Eine intersektionale Bewegung über Grenzen hinweg: Frauenproteste Ende September vor dem iranischen Konsulat in Istanbul
Eine intersektionale Bewegung über Grenzen hinweg: Frauenproteste Ende September vor dem iranischen Konsulat in Istanbul
  Firat News Agency (ANF)

Jina Mahsa Amini (22), die am 16. September in der iranischen Hauptstadt Teheran von der Sittenpolizei festgenommen wurde, weil sie ihr Kopftuch nicht ordnungsgemäß trug, verstarb zwei Stunden nach ihrer Festnahme in einem Krankenhaus, nachdem sie zuvor ins Koma gefallen war.
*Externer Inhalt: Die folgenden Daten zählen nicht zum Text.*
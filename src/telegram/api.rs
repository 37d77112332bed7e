// src/telegram/api.rs
use serde::Deserialize;
use serde_json::json;

use crate::error::AppError;

const TELEGRAM_API: &str = "https://api.telegram.org";

#[derive(Debug, Deserialize)]
pub struct Update {
    pub update_id: i64,
    pub message: Option<IncomingMessage>,
}

#[derive(Debug, Deserialize)]
pub struct IncomingMessage {
    pub chat: Chat,
    pub text: Option<String>,
}

#[derive(Debug, Deserialize)]
pub struct Chat {
    pub id: i64,
}

#[derive(Debug, Deserialize)]
struct ApiReply<T> {
    ok: bool,
    result: Option<T>,
    description: Option<String>,
}

impl<T> ApiReply<T> {
    fn into_result(self) -> Result<T, AppError> {
        if !self.ok {
            return Err(AppError::Telegram(
                self.description.unwrap_or_else(|| "no description".to_string()),
            ));
        }
        self.result
            .ok_or_else(|| AppError::Telegram("ok reply without result".to_string()))
    }
}

#[derive(Clone)]
pub struct BotApi {
    http: reqwest::Client,
    base_url: String,
}

impl BotApi {
    pub fn new(token: &str) -> Self {
        Self::with_base_url(format!("{TELEGRAM_API}/bot{token}"))
    }

    /// Point the client at a different Bot API host (a local Bot API server,
    /// or a mock in tests).
    pub fn with_base_url(base_url: impl Into<String>) -> Self {
        Self {
            http: reqwest::Client::new(),
            base_url: base_url.into(),
        }
    }

    /// Long-poll for updates past `offset`. Blocks up to `timeout_secs` on
    /// the Telegram side when no updates are pending.
    pub async fn get_updates(&self, offset: i64, timeout_secs: u64) -> Result<Vec<Update>, AppError> {
        let url = format!("{}/getUpdates", self.base_url);
        let reply: ApiReply<Vec<Update>> = self
            .http
            .get(&url)
            .query(&[("offset", offset.to_string()), ("timeout", timeout_secs.to_string())])
            .send()
            .await?
            .json()
            .await?;
        reply.into_result()
    }

    pub async fn send_message(&self, chat_id: i64, text: &str) -> Result<(), AppError> {
        let url = format!("{}/sendMessage", self.base_url);
        let reply: ApiReply<serde_json::Value> = self
            .http
            .post(&url)
            .json(&json!({ "chat_id": chat_id, "text": text }))
            .send()
            .await?
            .json()
            .await?;
        reply.into_result().map(|_| ())
    }
}
use crypto_buddy::config::Config;
use crypto_buddy::message::ChatResponse;
use crypto_buddy::routes::create_router;
use crypto_buddy::services::chatbot::{ChatEngine, FALLBACK_REPLY};
use crypto_buddy::state::AppState;

use axum::Router;
use axum::body::Body;
use axum::http::{Request, StatusCode};
use std::sync::Arc;
use tower::util::ServiceExt;

// These tests either never reach the AI server or hit an unroutable base
// url, where the connection failure reads back as one of the fixed strings.
fn test_app() -> Router {
    let config = Config {
        ai_server_url: "http://127.0.0.1:9".to_string(),
        telegram_token: "test-token".to_string(),
        bind_addr: "127.0.0.1:0".parse().unwrap(),
    };
    let state = Arc::new(AppState::new(ChatEngine::new(&config)));
    create_router().with_state(state)
}

fn chat_request(body: &str) -> Request<Body> {
    Request::builder()
        .method("POST")
        .uri("/chat")
        .header("content-type", "application/json")
        .body(Body::from(body.to_string()))
        .unwrap()
}

#[tokio::test]
async fn test_health_endpoint() {
    let app = test_app();

    let response = app
        .oneshot(Request::builder().uri("/health").body(Body::empty()).unwrap())
        .await
        .unwrap();

    assert_eq!(response.status(), StatusCode::OK);
}

#[tokio::test]
async fn test_empty_message_rejected() {
    let app = test_app();

    let response = app
        .oneshot(chat_request(r#"{"message": "   ", "session_id": null}"#))
        .await
        .unwrap();

    assert_eq!(response.status(), StatusCode::BAD_REQUEST);
}

#[tokio::test]
async fn test_chat_returns_reply_and_minted_session() {
    let app = test_app();

    let response = app
        .oneshot(chat_request(r#"{"message": "hello there", "session_id": null}"#))
        .await
        .unwrap();
    assert_eq!(response.status(), StatusCode::OK);

    let body_bytes = axum::body::to_bytes(response.into_body(), usize::MAX)
        .await
        .unwrap();
    let chat_resp: ChatResponse = serde_json::from_slice(&body_bytes).unwrap();

    assert!(!chat_resp.session_id.is_empty());
    assert_eq!(chat_resp.reply, FALLBACK_REPLY);
    assert_eq!(chat_resp.intent, "unknown");
}

#[tokio::test]
async fn test_chat_echoes_session_id() {
    let app = test_app();

    let response = app
        .oneshot(chat_request(
            r#"{"message": "compare bitcoin and ethereum", "session_id": "abc-123"}"#,
        ))
        .await
        .unwrap();
    assert_eq!(response.status(), StatusCode::OK);

    let body_bytes = axum::body::to_bytes(response.into_body(), usize::MAX)
        .await
        .unwrap();
    let chat_resp: ChatResponse = serde_json::from_slice(&body_bytes).unwrap();

    assert_eq!(chat_resp.session_id, "abc-123");
    assert_eq!(chat_resp.intent, "performance_comparison");
}

#[tokio::test]
async fn test_metrics_counts_questions() {
    let app = test_app();

    let response = app
        .clone()
        .oneshot(chat_request(r#"{"message": "price trend for bitcoin", "session_id": null}"#))
        .await
        .unwrap();
    assert_eq!(response.status(), StatusCode::OK);

    let response = app
        .oneshot(Request::builder().uri("/metrics").body(Body::empty()).unwrap())
        .await
        .unwrap();
    assert_eq!(response.status(), StatusCode::OK);

    let body_bytes = axum::body::to_bytes(response.into_body(), usize::MAX)
        .await
        .unwrap();
    let metrics: serde_json::Value = serde_json::from_slice(&body_bytes).unwrap();

    assert_eq!(metrics["questions_total"], 1);
    assert_eq!(metrics["intent_usage"]["price_trends"], 1);
    assert_eq!(metrics["crypto_usage"]["bitcoin"], 1);
}
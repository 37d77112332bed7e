use serde::Serialize;
use std::collections::HashMap;
use std::sync::Arc;
use tokio::sync::RwLock;

/// In-memory usage counters. Nothing here survives a restart.
#[derive(Debug, Default, Clone, Serialize)]
pub struct MetricsData {
    pub questions_total: u64,
    pub intent_usage: HashMap<String, u64>,
    pub crypto_usage: HashMap<String, u64>,
}

#[derive(Debug, Clone)]
pub struct MetricsManager {
    inner: Arc<RwLock<MetricsData>>,
}

impl Default for MetricsManager {
    fn default() -> Self {
        Self::new()
    }
}

impl MetricsManager {
    pub fn new() -> Self {
        Self {
            inner: Arc::new(RwLock::new(MetricsData::default())),
        }
    }

    pub async fn record_question(&self, intent: &str, crypto: Option<&str>) {
        let mut data = self.inner.write().await;
        data.questions_total += 1;
        *data.intent_usage.entry(intent.to_string()).or_insert(0) += 1;
        if let Some(name) = crypto {
            *data.crypto_usage.entry(name.to_string()).or_insert(0) += 1;
        }
    }

    pub async fn get_metrics(&self) -> MetricsData {
        self.inner.read().await.clone()
    }
}
// src/message.rs
use serde::{Deserialize, Serialize};

#[derive(Debug, Serialize, Deserialize)]
pub struct ChatRequest {
    pub session_id: Option<String>,
    pub message: String,
}

#[derive(Debug, Serialize, Deserialize)]
pub struct ChatResponse {
    pub session_id: String,
    pub reply: String,
    /// Label of the intent the question was classified as.
    pub intent: String,
}
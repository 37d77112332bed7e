// src/error.rs
use axum::Json;
use axum::http::StatusCode;
use axum::response::{IntoResponse, Response};
use serde_json::json;
use thiserror::Error;

#[derive(Debug, Error)]
pub enum AppError {
    #[error("bad request: {0}")]
    BadRequest(String),

    #[error("configuration error: {0}")]
    Config(String),

    /// Transport-level failure talking to the AI server or Telegram.
    #[error("upstream request failed: {0}")]
    Upstream(#[from] reqwest::Error),

    #[error("unexpected status {0} from ai server")]
    UpstreamStatus(u16),

    #[error("malformed json from ai server: {0}")]
    MalformedResponse(#[from] serde_json::Error),

    #[error("telegram api error: {0}")]
    Telegram(String),
}

impl IntoResponse for AppError {
    fn into_response(self) -> Response {
        let status = match &self {
            AppError::BadRequest(_) => StatusCode::BAD_REQUEST,
            AppError::Config(_) => StatusCode::INTERNAL_SERVER_ERROR,
            _ => StatusCode::BAD_GATEWAY,
        };
        let body = Json(json!({ "error": self.to_string() }));
        (status, body).into_response()
    }
}
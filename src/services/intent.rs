// src/services/intent.rs
use strsim::levenshtein;

/// Minimum 0-100 keyword score for an intent to match.
pub const MATCH_THRESHOLD: u8 = 80;

#[derive(Debug, Clone, Copy, PartialEq, Eq)]
pub enum Intent {
    PriceTrends,
    PerformanceComparison,
    Forecast,
    SupportResistance,
    AnalyticalInsights,
    Volatility,
    Unknown,
}

impl Intent {
    pub fn label(&self) -> &'static str {
        match self {
            Intent::PriceTrends => "price_trends",
            Intent::PerformanceComparison => "performance_comparison",
            Intent::Forecast => "forecast",
            Intent::SupportResistance => "support_resistance",
            Intent::AnalyticalInsights => "analytical_insights",
            Intent::Volatility => "volatility",
            Intent::Unknown => "unknown",
        }
    }
}

// Checked in this order; the first intent whose best keyword score clears
// the threshold wins.
const INTENT_KEYWORDS: &[(Intent, &[&str])] = &[
    (
        Intent::PriceTrends,
        &["price trend", "current price trend", "price trends"],
    ),
    (
        Intent::PerformanceComparison,
        &["compare", "performance comparison"],
    ),
    (Intent::Forecast, &["forecast", "price prediction"]),
    (
        Intent::SupportResistance,
        &["support", "resistance", "support and resistance"],
    ),
    (
        Intent::AnalyticalInsights,
        &["insight", "analytical insights"],
    ),
    (Intent::Volatility, &["volatility", "price volatility"]),
];

/// Currencies the AI server knows about. Entity extraction is an exact
/// whole-word scan over this list, no fuzzy matching.
pub const KNOWN_CRYPTOS: &[&str] = &[
    "bitcoin", "ethereum", "litecoin", "cardano", "ripple", "solana", "polkadot",
];

/// Classify a free-text question against the fixed keyword lists.
pub fn detect_intent(question: &str) -> Intent {
    let question = question.to_lowercase();
    let question = question.trim();

    for (intent, keywords) in INTENT_KEYWORDS {
        let best = keywords
            .iter()
            .map(|keyword| keyword_score(question, keyword))
            .max()
            .unwrap_or(0);
        if best >= MATCH_THRESHOLD {
            return *intent;
        }
    }
    Intent::Unknown
}

/// First known currency appearing as a whole word in the question.
pub fn extract_crypto(question: &str) -> Option<&'static str> {
    let question = question.to_lowercase();
    let words: Vec<&str> = question
        .split(|c: char| !c.is_alphanumeric())
        .filter(|w| !w.is_empty())
        .collect();

    KNOWN_CRYPTOS
        .iter()
        .copied()
        .find(|name| words.iter().any(|w| w == name))
}

/// Score a keyword phrase against the question on a 0-100 scale.
///
/// A keyword is usually much shorter than the question, so the score is the
/// best Levenshtein ratio over same-word-count windows of the question (a
/// keyword embedded verbatim scores 100). The whole-string comparison is
/// included for questions shorter than the keyword.
pub fn keyword_score(question: &str, keyword: &str) -> u8 {
    let words: Vec<&str> = question.split_whitespace().collect();
    let span = keyword.split_whitespace().count().max(1);

    let mut best = levenshtein_ratio(question, keyword);
    if words.len() >= span {
        for window in words.windows(span) {
            best = best.max(levenshtein_ratio(&window.join(" "), keyword));
        }
    }
    best
}

fn levenshtein_ratio(a: &str, b: &str) -> u8 {
    let max_len = a.chars().count().max(b.chars().count());
    if max_len == 0 {
        return 100;
    }
    let dist = levenshtein(a, b);
    (100.0 * (1.0 - dist as f64 / max_len as f64)).round() as u8
}
use axum::{Json, extract::State};
use uuid::Uuid;

use crate::error::AppError;
use crate::message::{ChatRequest, ChatResponse};
use crate::services::metrics_manager::MetricsData;
use crate::state::SharedState;

pub async fn chat_handler(
    State(state): State<SharedState>,
    Json(payload): Json<ChatRequest>,
) -> Result<Json<ChatResponse>, AppError> {
    let trimmed = payload.message.trim();
    if trimmed.is_empty() {
        return Err(AppError::BadRequest("Message cannot be empty".to_string()));
    }

    // Echo a caller-supplied session id, mint one otherwise. No session
    // state is kept server-side.
    let session_id = match &payload.session_id {
        Some(s) if !s.trim().is_empty() => s.clone(),
        _ => Uuid::new_v4().to_string(),
    };

    let answer = state.engine.answer(trimmed).await;

    Ok(Json(ChatResponse {
        session_id,
        reply: answer.reply,
        intent: answer.intent.label().to_string(),
    }))
}

pub async fn get_metrics_handler(State(state): State<SharedState>) -> Json<MetricsData> {
    Json(state.engine.metrics().get_metrics().await)
}
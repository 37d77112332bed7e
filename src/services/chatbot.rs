use reqwest::Client;
use serde_json::Value;

use crate::config::Config;
use crate::error::AppError;
use crate::services::intent::{Intent, detect_intent, extract_crypto};
use crate::services::metrics_manager::MetricsManager;

pub const FALLBACK_REPLY: &str = "Could not determine intent or cryptocurrency.";
pub const UNKNOWN_COIN_REPLY: &str =
    "Could not find the coin ID for the specified cryptocurrency.";
pub const PARSE_ERROR_REPLY: &str = "Error parsing response from server.";
pub const EMPTY_REPLY: &str = "No response from server.";
pub const UNSUPPORTED_INTENT_REPLY: &str = "Invalid intent.";

const TIMEFRAME: &str = "month";

/// A resolved reply plus the intent it came from.
#[derive(Debug, Clone)]
pub struct Answer {
    pub reply: String,
    pub intent: Intent,
}

/// The intent resolver and dispatcher. Stateless per question apart from the
/// usage counters; makes at most two calls to the AI server per question.
#[derive(Clone)]
pub struct ChatEngine {
    http: Client,
    base_url: String,
    metrics: MetricsManager,
}

impl ChatEngine {
    pub fn new(config: &Config) -> Self {
        Self {
            // Client defaults on purpose: no timeout, no retries. A slow AI
            // server stalls only the one question in flight.
            http: Client::new(),
            base_url: config.ai_server_url.trim_end_matches('/').to_string(),
            metrics: MetricsManager::new(),
        }
    }

    pub fn metrics(&self) -> &MetricsManager {
        &self.metrics
    }

    /// Produce a reply for one user question. Upstream problems come back as
    /// fixed chat strings, never as errors.
    pub async fn ask(&self, question: &str) -> String {
        self.answer(question).await.reply
    }

    pub async fn answer(&self, question: &str) -> Answer {
        let intent = detect_intent(question);
        let crypto = extract_crypto(question);
        tracing::debug!(intent = intent.label(), ?crypto, question, "classified question");
        self.metrics.record_question(intent.label(), crypto).await;

        let reply = match (intent, crypto) {
            (Intent::Unknown, _) | (_, None) => FALLBACK_REPLY.to_string(),
            (Intent::PriceTrends, Some(name)) => {
                self.metric_reply(name, "price_trends", "response").await
            }
            (Intent::Volatility, Some(name)) => {
                self.metric_reply(name, "volatility", "volatility").await
            }
            (_, Some(_)) => UNSUPPORTED_INTENT_REPLY.to_string(),
        };
        Answer { reply, intent }
    }

    /// Resolve the coin id, fetch one metric endpoint and extract the named
    /// field, mapping every failure to its fixed chat string.
    async fn metric_reply(&self, name: &str, endpoint: &str, field: &str) -> String {
        let coin_id = match self.resolve_coin_id(name).await {
            Ok(Some(id)) => id,
            Ok(None) => return UNKNOWN_COIN_REPLY.to_string(),
            Err(err) => {
                tracing::debug!(error = %err, name, "coin id lookup failed");
                return UNKNOWN_COIN_REPLY.to_string();
            }
        };

        match self.fetch_metric(endpoint, &coin_id, field).await {
            Ok(Some(text)) => text,
            Ok(None) => EMPTY_REPLY.to_string(),
            Err(err) => {
                tracing::debug!(error = %err, endpoint, %coin_id, "metric fetch failed");
                PARSE_ERROR_REPLY.to_string()
            }
        }
    }

    async fn resolve_coin_id(&self, name: &str) -> Result<Option<String>, AppError> {
        let url = format!("{}/api/get_coin_id", self.base_url);
        let response = self.http.get(&url).query(&[("name", name)]).send().await?;

        let status = response.status();
        if !status.is_success() {
            let body = response.text().await.unwrap_or_default();
            tracing::debug!(%status, %body, "coin id endpoint returned an error");
            return Err(AppError::UpstreamStatus(status.as_u16()));
        }

        let json: Value = response.json().await?;
        Ok(json.get("coin_id").and_then(value_to_text))
    }

    async fn fetch_metric(
        &self,
        endpoint: &str,
        coin_id: &str,
        field: &str,
    ) -> Result<Option<String>, AppError> {
        let url = format!("{}/api/{}", self.base_url, endpoint);
        let response = self
            .http
            .get(&url)
            .query(&[("coin_id", coin_id), ("timeframe", TIMEFRAME)])
            .send()
            .await?;

        let status = response.status();
        let body = response.text().await?;
        tracing::debug!(%status, %body, endpoint, "ai server reply");

        if !status.is_success() {
            return Err(AppError::UpstreamStatus(status.as_u16()));
        }

        let json: Value = serde_json::from_str(&body)?;
        Ok(json.get(field).and_then(value_to_text))
    }
}

// The AI server is loose about types; coin ids and metric fields may be
// strings or numbers.
fn value_to_text(value: &Value) -> Option<String> {
    match value {
        Value::Null => None,
        Value::String(s) => Some(s.clone()),
        other => Some(other.to_string()),
    }
}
Nach dem Tod von Jina Mahsa Amini kam es sowohl im Iran als auch in vielen anderen Ländern – darunter auch in der Türkei – zu Protesten, die bis heute andauern. Am 14. November gaben 357 Intellektuelle und Künstler*innen in der Türkei eine Pressemitteilung heraus, in der sie die Verhaftungen und Festnahmen im Iran aufs Schärfste verurteilen. Darüber hinaus finden seit dem 17. September in vielen türkischen Städten Demonstrationen zur Unterstützung der Proteste im Iran statt.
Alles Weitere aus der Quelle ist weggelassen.